Pakar Teroris: Azahari Tewas, Jaringan Teroris RI Rusak
Rabu, 16 Nov 2005 15:30 WIB
Yogyakarta, - Setelah tewasnya tersangka gembong teroris Dr Azahari dipastikan jaringan terorisme di Indonesia rusak. Namun diingatkan aksi teror bukan berarti akan otomatis berhenti. Demikian pendapat Guru besar School of Advanced International Studies, Johns Hopkins University sekaligus analisis teroris CNN, Peter Bergen dalam diskusi Kebijakan Luar Negeri Amerika Serikat (AS) Pasca Tragedi WTC di Gedung Perpustakaan Pusat, UGM, Yogyakarta, Rabu (16/11/2005).Azahari dan Hambali, jelas Bergen, merupakan tokoh penting yang menghubungkan antara JI dengan Al Qaeda. Osama Bin Laden, Hambali dan Azahari pernah bersama-sama bertempur di Kandhahar, Afganistan saat rezim Taliban berkuasa. "Tokoh-tokoh Jamaah Islamiyah (JI) seperti Hambali sudah tertangkap, Azahari sudah tewas dan beberapa tokoh lainnya, otomatis jaringan mereka juga rusak," kata Bergen.

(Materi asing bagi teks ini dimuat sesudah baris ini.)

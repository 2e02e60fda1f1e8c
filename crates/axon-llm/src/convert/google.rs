//! Conversion between the unified model and the Google Generative Language
//! API
//!
//! Google does not issue tool-call ids, so the decoder synthesizes
//! `google_{name}_{timestamp}_{counter}` ids; the encoder can recover the
//! function name from such an id when a tool result arrives without one.

use std::sync::atomic::{AtomicU64, Ordering};
use std::time::{SystemTime, UNIX_EPOCH};

use crate::protocol::google::{
    GoogleCandidate, GoogleContent, GoogleFileData, GoogleFunctionCall, GoogleFunctionDeclaration,
    GoogleFunctionResponse, GoogleGenerationConfig, GoogleInlineData, GooglePart, GoogleRequest, GoogleResponse,
    GoogleTool, GoogleUsageMetadata,
};
use crate::provider::ProviderRequest;
use crate::types::{ChatResponse, Content, ContentPart, Message, Role, Service, StreamChunk, ToolCall, Usage};

use super::StreamDecoder;

/// Counter feeding the synthesized tool-call id suffix
static CALL_COUNTER: AtomicU64 = AtomicU64::new(0);

/// Synthesize a stable id for a model-issued function call
fn synthesize_call_id(name: &str) -> String {
    let timestamp = SystemTime::now()
        .duration_since(UNIX_EPOCH)
        .map(|d| d.as_secs())
        .unwrap_or(0);
    let counter = CALL_COUNTER.fetch_add(1, Ordering::Relaxed) + 1;
    format!("google_{name}_{timestamp}_{counter}")
}

/// Recover the function name from a synthesized `google_{name}_{ts}_{n}` id
fn decode_call_id(id: &str) -> Option<&str> {
    let rest = id.strip_prefix("google_")?;
    // Function names may themselves contain underscores; strip the two
    // trailing numeric segments instead of splitting from the front
    let (rest, counter) = rest.rsplit_once('_')?;
    let (name, timestamp) = rest.rsplit_once('_')?;
    if counter.bytes().all(|b| b.is_ascii_digit())
        && timestamp.bytes().all(|b| b.is_ascii_digit())
        && !name.is_empty()
    {
        Some(name)
    } else {
        None
    }
}

// -- Request encoding --

/// Encode a merged request into the `generateContent` shape
pub(crate) fn encode_request(req: &ProviderRequest) -> GoogleRequest {
    let mut system_parts: Vec<String> = Vec::new();
    let mut contents = Vec::new();

    for (position, msg) in req.messages.iter().enumerate() {
        match msg.role {
            Role::System => system_parts.push(msg.content.as_text()),
            Role::ToolResult => contents.push(encode_tool_result(msg, &req.messages[..position])),
            Role::User => contents.push(encode_message(msg, "user")),
            Role::Assistant | Role::ToolCall => contents.push(encode_message(msg, "model")),
        }
    }

    let generation_config = {
        let mut config = GoogleGenerationConfig {
            temperature: req.temperature,
            max_output_tokens: req.max_tokens,
            thinking_budget: None,
            include_thoughts: None,
        };
        if req.model.contains("gemini-2.5") {
            config.thinking_budget = req.thinking_budget;
            config.include_thoughts = req.include_thoughts;
        }
        config
    };

    let tools = req.tools.as_ref().map(|tools| {
        vec![GoogleTool {
            function_declarations: tools
                .iter()
                .map(|t| GoogleFunctionDeclaration {
                    name: t.name.clone(),
                    description: t.description.clone(),
                    parameters: (!t.parameters.is_null()).then(|| sanitize_schema(&t.parameters)),
                })
                .collect(),
        }]
    });

    GoogleRequest {
        contents,
        system_instruction: (!system_parts.is_empty()).then(|| GoogleContent {
            role: None,
            parts: vec![GooglePart::Text(system_parts.join("\n"))],
        }),
        generation_config: Some(generation_config),
        tools,
    }
}

/// Lower a tool result to a `functionResponse` part, resolving the function
/// name from the message, the preceding assistant turns, or a synthesized id
fn encode_tool_result(msg: &Message, preceding: &[Message]) -> GoogleContent {
    let name = msg
        .name
        .clone()
        .or_else(|| {
            let id = msg.tool_call_id.as_deref()?;
            preceding
                .iter()
                .rev()
                .filter_map(|m| m.tool_calls.as_ref())
                .flatten()
                .find(|call| call.id == id)
                .map(|call| call.name.clone())
                .or_else(|| decode_call_id(id).map(ToOwned::to_owned))
        })
        .unwrap_or_else(|| {
            let id = msg.tool_call_id.clone().unwrap_or_default();
            tracing::debug!(tool_call_id = %id, "tool result name unresolved, using the raw id");
            id
        });

    let text = msg.content.as_text();
    let response = serde_json::from_str(&text).unwrap_or_else(|_| serde_json::json!({ "result": text }));

    GoogleContent {
        role: Some("user".to_owned()),
        parts: vec![GooglePart::FunctionResponse(GoogleFunctionResponse { name, response })],
    }
}

/// Lower one user/model message to a content object
fn encode_message(msg: &Message, role: &str) -> GoogleContent {
    let mut parts = Vec::new();

    match &msg.content {
        Content::Text(text) => {
            if !text.is_empty() {
                parts.push(GooglePart::Text(text.clone()));
            }
        }
        Content::Parts(content_parts) => {
            for part in content_parts {
                parts.push(encode_part(part));
            }
        }
    }

    if let Some(tool_calls) = &msg.tool_calls {
        for tc in tool_calls {
            parts.push(GooglePart::FunctionCall(GoogleFunctionCall {
                name: tc.name.clone(),
                args: tc.input.clone(),
            }));
        }
    }

    if parts.is_empty() {
        parts.push(GooglePart::Text(String::new()));
    }

    GoogleContent {
        role: Some(role.to_owned()),
        parts,
    }
}

/// Lower one content part: data URLs inline, everything else by URI
fn encode_part(part: &ContentPart) -> GooglePart {
    match part {
        ContentPart::Text { text } => GooglePart::Text(text.clone()),
        ContentPart::Image { url, .. }
        | ContentPart::Audio { url }
        | ContentPart::Video { url }
        | ContentPart::File { url } => {
            if let Some(rest) = url.strip_prefix("data:")
                && let Some((mime_and_encoding, data)) = rest.split_once(',')
            {
                let mime_type = mime_and_encoding.strip_suffix(";base64").unwrap_or(mime_and_encoding);
                GooglePart::InlineData(GoogleInlineData {
                    mime_type: mime_type.to_owned(),
                    data: data.to_owned(),
                })
            } else {
                GooglePart::FileData(GoogleFileData { file_uri: url.clone() })
            }
        }
    }
}

/// Strip schema keywords Google's dialect rejects, recursively
pub(crate) fn sanitize_schema(schema: &serde_json::Value) -> serde_json::Value {
    match schema {
        serde_json::Value::Object(map) => serde_json::Value::Object(
            map.iter()
                .filter(|(key, _)| key.as_str() != "additionalProperties" && key.as_str() != "$schema")
                .map(|(key, value)| (key.clone(), sanitize_schema(value)))
                .collect(),
        ),
        serde_json::Value::Array(items) => serde_json::Value::Array(items.iter().map(sanitize_schema).collect()),
        other => other.clone(),
    }
}

// -- Decoding --

fn decode_usage(metadata: &GoogleUsageMetadata) -> Usage {
    Usage {
        input_tokens: metadata.prompt_token_count,
        output_tokens: metadata.candidates_token_count,
        total_tokens: metadata.total_token_count,
        reasoning_tokens: metadata.thoughts_token_count,
        cost: None,
    }
}

/// Fold one candidate's parts into the aggregation buffers, returning the
/// tool calls decoded from it
fn decode_candidate(
    candidate: &GoogleCandidate,
    content: &mut String,
    reasoning: &mut String,
) -> Vec<ToolCall> {
    let mut tool_calls = Vec::new();

    if let Some(candidate_content) = &candidate.content {
        for part in &candidate_content.parts {
            match part {
                GooglePart::Text(text) => content.push_str(text),
                GooglePart::Thinking(text) => reasoning.push_str(text),
                GooglePart::FunctionCall(fc) => tool_calls.push(ToolCall {
                    id: synthesize_call_id(&fc.name),
                    name: fc.name.clone(),
                    input: fc.args.clone(),
                }),
                GooglePart::InlineData(_) | GooglePart::FileData(_) | GooglePart::FunctionResponse(_) => {}
            }
        }
    }

    if let Some(summaries) = &candidate.thought_summaries {
        for summary in summaries {
            reasoning.push_str(&summary.content);
        }
    }

    tool_calls
}

/// Decode a unary `generateContent` response
pub(crate) fn decode_response(wire: &GoogleResponse, req: &ProviderRequest) -> ChatResponse {
    let mut content = String::new();
    let mut reasoning = String::new();
    let mut tool_calls = Vec::new();

    if let Some(candidate) = wire.candidates.first() {
        tool_calls = decode_candidate(candidate, &mut content, &mut reasoning);
    }

    let usage = wire.usage_metadata.as_ref().map(decode_usage).unwrap_or_default();

    ChatResponse::assemble(
        req.service,
        req.model.clone(),
        content,
        (!reasoning.is_empty()).then_some(reasoning),
        tool_calls,
        usage,
        &req.messages,
    )
}

// -- Streaming decoding --

/// Streaming state machine for Google SSE chunks
///
/// Each SSE payload is a complete `generateContent`-shaped object; parts are
/// forwarded chunk-by-chunk and `finishReason` terminates the stream.
pub(crate) struct GoogleStreamDecoder {
    service: Service,
    model: String,
    input_messages: Vec<Message>,
    content: String,
    reasoning: String,
    tool_calls: Vec<ToolCall>,
    usage: Option<Usage>,
    complete_emitted: bool,
}

impl GoogleStreamDecoder {
    pub(crate) fn new(req: &ProviderRequest) -> Self {
        Self {
            service: req.service,
            model: req.model.clone(),
            input_messages: req.messages.clone(),
            content: String::new(),
            reasoning: String::new(),
            tool_calls: Vec::new(),
            usage: None,
            complete_emitted: false,
        }
    }

    fn complete(&mut self) -> StreamChunk {
        self.complete_emitted = true;
        let response = ChatResponse::assemble(
            self.service,
            self.model.clone(),
            std::mem::take(&mut self.content),
            (!self.reasoning.is_empty()).then(|| std::mem::take(&mut self.reasoning)),
            std::mem::take(&mut self.tool_calls),
            self.usage.clone().unwrap_or_default(),
            &self.input_messages,
        );
        StreamChunk::Complete(Box::new(response))
    }
}

impl StreamDecoder for GoogleStreamDecoder {
    fn on_payload(&mut self, payload: &str) -> Vec<StreamChunk> {
        let chunk: GoogleResponse = match serde_json::from_str(payload) {
            Ok(chunk) => chunk,
            Err(e) => {
                tracing::debug!(service = %self.service, error = %e, "skipping malformed stream chunk");
                return Vec::new();
            }
        };

        let mut out = Vec::new();
        let mut finished = false;

        if let Some(metadata) = &chunk.usage_metadata {
            self.usage = Some(decode_usage(metadata));
        }

        if let Some(candidate) = chunk.candidates.first() {
            let before_content = self.content.len();
            let before_reasoning = self.reasoning.len();
            let calls = decode_candidate(candidate, &mut self.content, &mut self.reasoning);

            if self.content.len() > before_content {
                out.push(StreamChunk::Content(self.content[before_content..].to_owned()));
            }
            if self.reasoning.len() > before_reasoning {
                out.push(StreamChunk::Reasoning(self.reasoning[before_reasoning..].to_owned()));
            }
            for call in calls {
                self.tool_calls.push(call.clone());
                out.push(StreamChunk::ToolCall(call));
            }

            finished = candidate.finish_reason.is_some();
        }

        if finished && !self.complete_emitted {
            if let Some(usage) = self.usage.clone() {
                out.push(StreamChunk::Usage(usage));
            }
            out.push(self.complete());
        }

        out
    }

    fn on_end(&mut self) -> Vec<StreamChunk> {
        if self.complete_emitted {
            return Vec::new();
        }
        let mut out = Vec::new();
        if let Some(usage) = self.usage.clone() {
            out.push(StreamChunk::Usage(usage));
        }
        out.push(self.complete());
        out
    }
}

Bergen menegaskan melemahnya jaringan terorisme JI itu tidak hanya terjadi di Indonesia saja tetapi juga di tingkat internasional. Jaringan Al Qaeda juga mulai rusak pasca tragedi 11 September 2001 setelah tertangkapnya beberapa tokoh seperti Hambali.Lemahnya jaringan terorisme ini juga karena mereka tidak mampu lagi menarik simpati pihak-pihak lain yang juga anti Amerika. Hanya saja dari sisi finansial masih banyak pihak yang bersedia mendanai kegiatan mereka."Kebanyakan korban terorisme adalah penduduk pribumi dan muslim. Sedangkan orang Amerika malah sedikit. Seperti kasus di Yordania dan Bali, kebanyakan korban justru dari umat Islam sendiri," papar Bergen.Meski jaringan rusak, bukan berarti aksi teror akan berhenti. Yang perlu diwaspadai, lanjut Bergen, justru ideologi dari JI dan Al Qaeda itu sendiri. Dua jaringan tersebut merupakan gerakan ideologi yang tidak akan pernah mati ketika tokoh-tokoh utamanya telah mati."Ideologi jihad mereka masih sangat kuat tertanam di beberapa wilayah dunia seperti di Arab, Indonesia dan beberapa bagian di Asia Tenggara," kata penulis buku Holy War Inside The Secret World of Bin Laden itu.